Low Amine Grocery Shopping

Low amine recipes start at the grocery store.

Amine allergies and amine sensitivities make grocery shopping an overwhelmingly difficult task. All the foods you would normally grab are now on the “can’t have it” list. When you’re first starting to do food shopping with an amine allergy, it’s helpful to have this amine foods list printed as a quick reference.

*** LOW AMINE GROCERY SHOPPING LIST ***

Grocery shopping was daunting without a list, and the one I had was a word document and a nightmare to use, so I created this low-amine spreadsheet to make it easier. Remember, the lower in amines, the better. The higher in amines, the more careful you should be about intake.

Note: Amine Food List Ingredients in italics are guesses based on related items and personal experience.

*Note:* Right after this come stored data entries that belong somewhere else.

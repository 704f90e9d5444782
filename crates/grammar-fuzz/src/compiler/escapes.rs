//! Escape decoding for string literals, charsets and character ranges,
//! following the canonical grammar tool's semantics (`\uXXXX`, `\u{…}`,
//! `\p{…}` / `\P{…}` Unicode properties, charset ranges, and the usual
//! single-character escapes).

use regex_syntax::hir::{Class, HirKind};

use super::CompileError;

/// Where a character is being decoded; gates which escapes are legal and
/// labels error messages.
#[derive(Debug, Clone, Copy, PartialEq, Eq)]
pub(super) enum EscapeContext {
    LexerCharset,
    StringLiteral,
    CharacterRange,
    SetLiteral,
}

impl EscapeContext {
    fn describe(self) -> &'static str {
        match self {
            EscapeContext::LexerCharset => "lexer charset",
            EscapeContext::StringLiteral => "string literal",
            EscapeContext::CharacterRange => "character range",
            EscapeContext::SetLiteral => "set literal",
        }
    }
}

/// A decoded charset atom: either a single codepoint or, for property
/// escapes, a list of codepoint ranges.
#[derive(Debug, Clone)]
pub(super) enum Decoded {
    Scalar(u32),
    Ranges(Vec<(u32, u32)>),
}

/// Decodes one (possibly escaped) character starting at `offset`. Returns
/// the decoded atom and the offset past it.
pub(super) fn decode_char(
    chars: &[char],
    offset: usize,
    ctx: EscapeContext,
) -> Result<(Decoded, usize), CompileError> {
    let escape_error = |message: &str| CompileError::InvalidEscape {
        src: chars.iter().collect(),
        message: message.to_owned(),
    };

    if chars[offset] != '\\' {
        return Ok((Decoded::Scalar(chars[offset] as u32), offset + 1));
    }
    if offset + 2 > chars.len() {
        return Err(escape_error("escape must have at least two characters"));
    }

    let escaped = chars[offset + 1];
    let offset = offset + 2;

    if escaped == 'u' {
        let (hex_start, hex_end, next) = if chars.get(offset) == Some(&'{') {
            // \u{...}
            let hex_start = offset + 1;
            let hex_end = chars[hex_start..]
                .iter()
                .position(|&c| c == '}')
                .map(|p| hex_start + p)
                .ok_or_else(|| escape_error("missing closing bracket for unicode escape"))?;
            if hex_start == hex_end {
                return Err(escape_error("missing codepoint for unicode escape"));
            }
            (hex_start, hex_end, hex_end + 1)
        } else {
            // \uXXXX
            let hex_end = offset + 4;
            if hex_end > chars.len() {
                return Err(escape_error(
                    "non-bracketed unicode escape must be of form \\uXXXX",
                ));
            }
            (offset, hex_end, hex_end)
        };
        let digits: String = chars[hex_start..hex_end].iter().collect();
        let codepoint = u32::from_str_radix(&digits, 16)
            .map_err(|_| escape_error("invalid hex value"))?;
        if codepoint > 0x0010_FFFF {
            return Err(escape_error("invalid unicode codepoint"));
        }
        return Ok((Decoded::Scalar(codepoint), next));
    }

    if escaped == 'p' || escaped == 'P' {
        if ctx != EscapeContext::LexerCharset {
            return Err(CompileError::InvalidEscape {
                src: chars.iter().collect(),
                message: format!(
                    "unicode properties are allowed in lexer charsets only (not in {})",
                    ctx.describe()
                ),
            });
        }
        if chars.get(offset) != Some(&'{') {
            return Err(escape_error("unicode properties must use the format `\\p{...}`"));
        }
        let prop_start = offset + 1;
        let prop_end = chars[prop_start..]
            .iter()
            .position(|&c| c == '}')
            .map(|p| prop_start + p)
            .ok_or_else(|| escape_error("missing closing bracket for unicode property escape"))?;
        if prop_start == prop_end {
            return Err(escape_error("missing property name for unicode property escape"));
        }
        let name: String = chars[prop_start..prop_end].iter().collect();
        let ranges = property_ranges(&name, escaped == 'P')?;
        return Ok((Decoded::Ranges(ranges), prop_end + 1));
    }

    let value = match escaped {
        'n' => '\n',
        'r' => '\r',
        'b' => '\u{8}',
        't' => '\t',
        'f' => '\u{c}',
        '\\' => '\\',
        '-' => '-',
        ']' => ']',
        '\'' => '\'',
        _ => return Err(escape_error("invalid escaped value")),
    };
    Ok((Decoded::Scalar(value as u32), offset))
}

/// Decodes a quoted string literal body into its character content.
pub(super) fn unescape_string(s: &str) -> Result<String, CompileError> {
    let chars: Vec<char> = s.chars().collect();
    let mut out = String::with_capacity(chars.len());
    let mut offset = 0;
    while offset < chars.len() {
        let (decoded, next) = decode_char(&chars, offset, EscapeContext::StringLiteral)?;
        let Decoded::Scalar(codepoint) = decoded else {
            unreachable!("property escapes are rejected outside charsets");
        };
        out.push(char::from_u32(codepoint).ok_or_else(|| CompileError::InvalidEscape {
            src: s.to_owned(),
            message: "codepoint is not a unicode scalar value".to_owned(),
        })?);
        offset = next;
    }
    Ok(out)
}

/// Decodes a `[...]` charset body into half-open codepoint ranges.
pub(super) fn charset_intervals(s: &str) -> Result<Vec<(u32, u32)>, CompileError> {
    let chars: Vec<char> = s.chars().collect();
    if chars.is_empty() {
        return Err(CompileError::EmptyCharset { src: s.to_owned() });
    }

    let mut ranges: Vec<(u32, u32)> = Vec::new();
    let mut offset = 0;
    while offset < chars.len() {
        let in_range = chars[offset] == '-' && offset != 0 && offset != chars.len() - 1;
        if in_range {
            offset += 1;
        }
        let (decoded, next) = decode_char(&chars, offset, EscapeContext::LexerCharset)?;
        offset = next;
        match decoded {
            Decoded::Ranges(property) => {
                if in_range || (offset < chars.len() - 1 && chars[offset] == '-') {
                    return Err(CompileError::InvalidEscape {
                        src: s.to_owned(),
                        message: "unicode property escapes are not allowed in charset ranges"
                            .to_owned(),
                    });
                }
                ranges.extend(property);
            }
            Decoded::Scalar(codepoint) => {
                if in_range {
                    let last = ranges.last_mut().ok_or_else(|| CompileError::InvalidEscape {
                        src: s.to_owned(),
                        message: "range has no start character".to_owned(),
                    })?;
                    last.1 = codepoint + 1;
                } else {
                    ranges.push((codepoint, codepoint + 1));
                }
            }
        }
    }
    Ok(ranges)
}

/// Decodes the endpoints of an `'a'..'z'` range into one half-open
/// codepoint range.
pub(super) fn range_interval(start: &str, stop: &str) -> Result<(u32, u32), CompileError> {
    let decode_single = |s: &str| -> Result<u32, CompileError> {
        let chars: Vec<char> = s.chars().collect();
        let (decoded, next) = decode_char(&chars, 0, EscapeContext::CharacterRange)?;
        let Decoded::Scalar(codepoint) = decoded else {
            unreachable!("property escapes are rejected outside charsets");
        };
        if next < chars.len() {
            return Err(CompileError::InvalidEscape {
                src: s.to_owned(),
                message: "only single characters are allowed in character ranges".to_owned(),
            });
        }
        Ok(codepoint)
    };
    Ok((decode_single(start)?, decode_single(stop)? + 1))
}

/// Decodes a single-character set literal (the `'x'` form inside `~(…)`).
pub(super) fn set_literal(s: &str) -> Result<(u32, u32), CompileError> {
    let chars: Vec<char> = s.chars().collect();
    if chars.is_empty() {
        return Err(CompileError::EmptyCharset { src: s.to_owned() });
    }
    let (decoded, next) = decode_char(&chars, 0, EscapeContext::SetLiteral)?;
    let Decoded::Scalar(codepoint) = decoded else {
        unreachable!("property escapes are rejected outside charsets");
    };
    if next < chars.len() {
        return Err(CompileError::InvalidEscape {
            src: s.to_owned(),
            message: "zero or multi-character literals are not allowed in lexer sets".to_owned(),
        });
    }
    Ok((codepoint, codepoint + 1))
}

/// Subtracts every range of `subtrahend` from `minuend`.
pub(super) fn multirange_diff(
    mut minuend: Vec<(u32, u32)>,
    subtrahend: &[(u32, u32)],
) -> Vec<(u32, u32)> {
    for &(s2, e2) in subtrahend {
        minuend = minuend
            .iter()
            .flat_map(|&(s1, e1)| {
                let left = (s1 < s2).then(|| (s1, e1.min(s2)));
                let right = (e1 > e2).then(|| (s1.max(e2), e1));
                [left, right]
            })
            .flatten()
            .filter(|&(s, e)| s < e)
            .collect();
    }
    minuend
}

/// Resolves a `\p{…}` / `\P{…}` property name to codepoint ranges through
/// the regex class tables.
fn property_ranges(name: &str, negated: bool) -> Result<Vec<(u32, u32)>, CompileError> {
    let pattern = format!("\\{}{{{}}}", if negated { 'P' } else { 'p' }, name);
    let hir = regex_syntax::Parser::new()
        .parse(&pattern)
        .map_err(|_| CompileError::UnknownProperty {
            name: name.to_owned(),
        })?;
    match hir.kind() {
        HirKind::Class(Class::Unicode(class)) => Ok(class
            .ranges()
            .iter()
            .map(|range| (range.start() as u32, range.end() as u32 + 1))
            .collect()),
        _ => Err(CompileError::UnknownProperty {
            name: name.to_owned(),
        }),
    }
}

/// Codepoint ranges backing the `.` wildcard, by resolution policy.
pub(super) fn dot_ranges(policy: &str) -> Result<Vec<(u32, u32)>, CompileError> {
    match policy {
        "any_ascii_letter" => Ok(vec![(0x41, 0x5B), (0x61, 0x7B)]),
        "any_ascii_char" => Ok(vec![(0x20, 0x7F)]),
        "any_unicode_char" => {
            // Printable: not a control/format/unassigned codepoint, not a
            // separator, plus the ASCII space.
            let printable = multirange_diff(
                property_ranges("C", true)?,
                &property_ranges("Z", false)?,
            );
            let mut ranges = printable;
            ranges.push((0x20, 0x21));
            Ok(ranges)
        }
        _ => Err(CompileError::UnknownDotPolicy {
            policy: policy.to_owned(),
        }),
    }
}

#[cfg(test)]
mod tests {
    use super::*;

    #[test]
    fn plain_characters_pass_through() {
        assert_eq!(unescape_string("abc").unwrap(), "abc");
    }

    #[test]
    fn simple_escapes() {
        assert_eq!(unescape_string("a\\nb\\\\c\\'d").unwrap(), "a\nb\\c'd");
    }

    #[test]
    fn unicode_escapes() {
        assert_eq!(unescape_string("\\u0041").unwrap(), "A");
        assert_eq!(unescape_string("\\u{1F600}").unwrap(), "\u{1F600}");
        assert!(unescape_string("\\u{}").is_err());
        assert!(unescape_string("\\u12").is_err());
    }

    #[test]
    fn property_escapes_are_charset_only() {
        assert!(unescape_string("\\p{L}").is_err());
        let ranges = charset_intervals("\\p{Lu}").unwrap();
        assert!(ranges.iter().any(|&(s, e)| (s..e).contains(&('A' as u32))));
        assert!(!ranges.iter().any(|&(s, e)| (s..e).contains(&('a' as u32))));
    }

    #[test]
    fn charset_ranges() {
        assert_eq!(charset_intervals("a-z").unwrap(), [(97, 123)]);
        assert_eq!(
            charset_intervals("a-cx0-9").unwrap(),
            [(97, 100), (120, 121), (48, 58)]
        );
        // A leading or trailing dash is a literal dash.
        assert_eq!(charset_intervals("-a").unwrap(), [(45, 46), (97, 98)]);
        assert_eq!(charset_intervals("a-").unwrap(), [(97, 98), (45, 46)]);
    }

    #[test]
    fn character_range_endpoints() {
        assert_eq!(range_interval("a", "z").unwrap(), (97, 123));
        assert_eq!(range_interval("\\u0030", "\\u0039").unwrap(), (48, 58));
        assert!(range_interval("ab", "z").is_err());
    }

    #[test]
    fn multirange_subtraction() {
        assert_eq!(
            multirange_diff(vec![(0, 10)], &[(3, 5)]),
            [(0, 3), (5, 10)]
        );
        assert_eq!(multirange_diff(vec![(0, 10)], &[(0, 10)]), []);
        assert_eq!(
            multirange_diff(vec![(0, 4), (6, 10)], &[(2, 8)]),
            [(0, 2), (8, 10)]
        );
    }

    #[test]
    fn dot_policies() {
        assert_eq!(dot_ranges("any_ascii_letter").unwrap(), [(0x41, 0x5B), (0x61, 0x7B)]);
        assert_eq!(dot_ranges("any_ascii_char").unwrap(), [(0x20, 0x7F)]);
        assert!(dot_ranges("any_unicode_char").unwrap().len() > 100);
        assert!(dot_ranges("anything_else").is_err());
    }
}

Note: Foods marked with H or T correlate with Histamine and Tyramine. For instance, a “T” in the “low” column but “H” in the high column would mean that food item is low in Tyramines, but high in Histamines. Information on histamines and tyramines is difficult to find, so forgive the incomplete nature of the information regarding this.

Note: If you test an ingredient that isn’t on my list, please let me know your results. I would love to add it to my list to share with others in the amine allergic community. Unfortunately, my own sensitivities are not reactive enough to do reliable amine tests on my own.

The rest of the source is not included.